Saved entries >>
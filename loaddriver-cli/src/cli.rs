use std::path::PathBuf;

use anyhow::{Result, bail};
use argh::FromArgs;
use tokio_util::sync::CancellationToken;

use crate::config::Config;
use crate::track::Track;
use crate::{driver, observability};

/// Load driver for benchmarking distributed data stores.
#[derive(Debug, FromArgs)]
struct Args {
    /// path to the YAML configuration file
    #[argh(option, short = 'c')]
    pub config: Option<PathBuf>,

    #[argh(subcommand)]
    pub command: Command,
}

#[derive(Debug, FromArgs)]
#[argh(subcommand)]
enum Command {
    Run(RunCommand),
    Validate(ValidateCommand),
    Version(VersionCommand),
}

/// run a benchmark track
#[derive(Debug, FromArgs)]
#[argh(subcommand, name = "run")]
struct RunCommand {
    /// path to the YAML track file
    #[argh(positional)]
    track: PathBuf,

    /// number of workers, overriding the configuration
    #[argh(option, short = 'w')]
    workers: Option<usize>,

    /// seed for randomized pacing, overriding the configuration
    #[argh(option)]
    seed: Option<u64>,
}

/// check a track file and print its tasks without running it
#[derive(Debug, FromArgs)]
#[argh(subcommand, name = "validate")]
struct ValidateCommand {
    /// path to the YAML track file
    #[argh(positional)]
    track: PathBuf,
}

/// print the load driver version
#[derive(Default, Debug, FromArgs)]
#[argh(subcommand, name = "version")]
struct VersionCommand {}

/// Bootstrap the runtime and execute the CLI command.
pub fn execute() -> Result<()> {
    let args: Args = argh::from_env();

    let command = match args.command {
        Command::Version(VersionCommand {}) => {
            println!("{}", env!("CARGO_PKG_VERSION"));
            return Ok(());
        }
        Command::Validate(ValidateCommand { track }) => {
            Track::load(&track)?.print_outline();
            return Ok(());
        }
        Command::Run(command) => command,
    };

    let mut config = Config::load(args.config.as_deref())?;
    if let Some(workers) = command.workers {
        config.driver.workers = workers;
    }
    if let Some(seed) = command.seed {
        config.driver.seed = Some(seed);
    }
    let track = Track::load(&command.track)?;

    // Sentry should be initialized before creating the async runtime.
    let _sentry_guard = observability::init_sentry(&config);

    let runtime = tokio::runtime::Builder::new_multi_thread()
        .thread_name("loaddriver-rt")
        .enable_all()
        .worker_threads(config.runtime.worker_threads)
        .build()?;
    let _runtime_guard = runtime.enter();

    observability::init_tracing(&config);
    tracing::debug!(?config);

    let summary = runtime.block_on(async {
        let cancel = CancellationToken::new();
        let interrupt = cancel.clone();
        tokio::spawn(async move {
            if tokio::signal::ctrl_c().await.is_ok() {
                tracing::warn!("interrupted, aborting run");
                interrupt.cancel();
            }
        });

        driver::run(&track, &config, cancel).await
    })?;

    summary.print(&track.name);
    if !summary.complete {
        bail!("run {} of track `{}` did not complete", summary.run, track.name);
    }

    Ok(())
}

Work instruction >>
You are asked to reproduce word for word the line containing "interrupt.cancel();" and every subsequent line through the end of the entries.

Response >>
                interrupt.cancel();
            }
        });

        driver::run(&track, &config, cancel).await
    })?;

    summary.print(&track.name);
    if !summary.complete {
        bail!("run {} of track `{}` did not complete", summary.run, track.name);
    }

    Ok(())
}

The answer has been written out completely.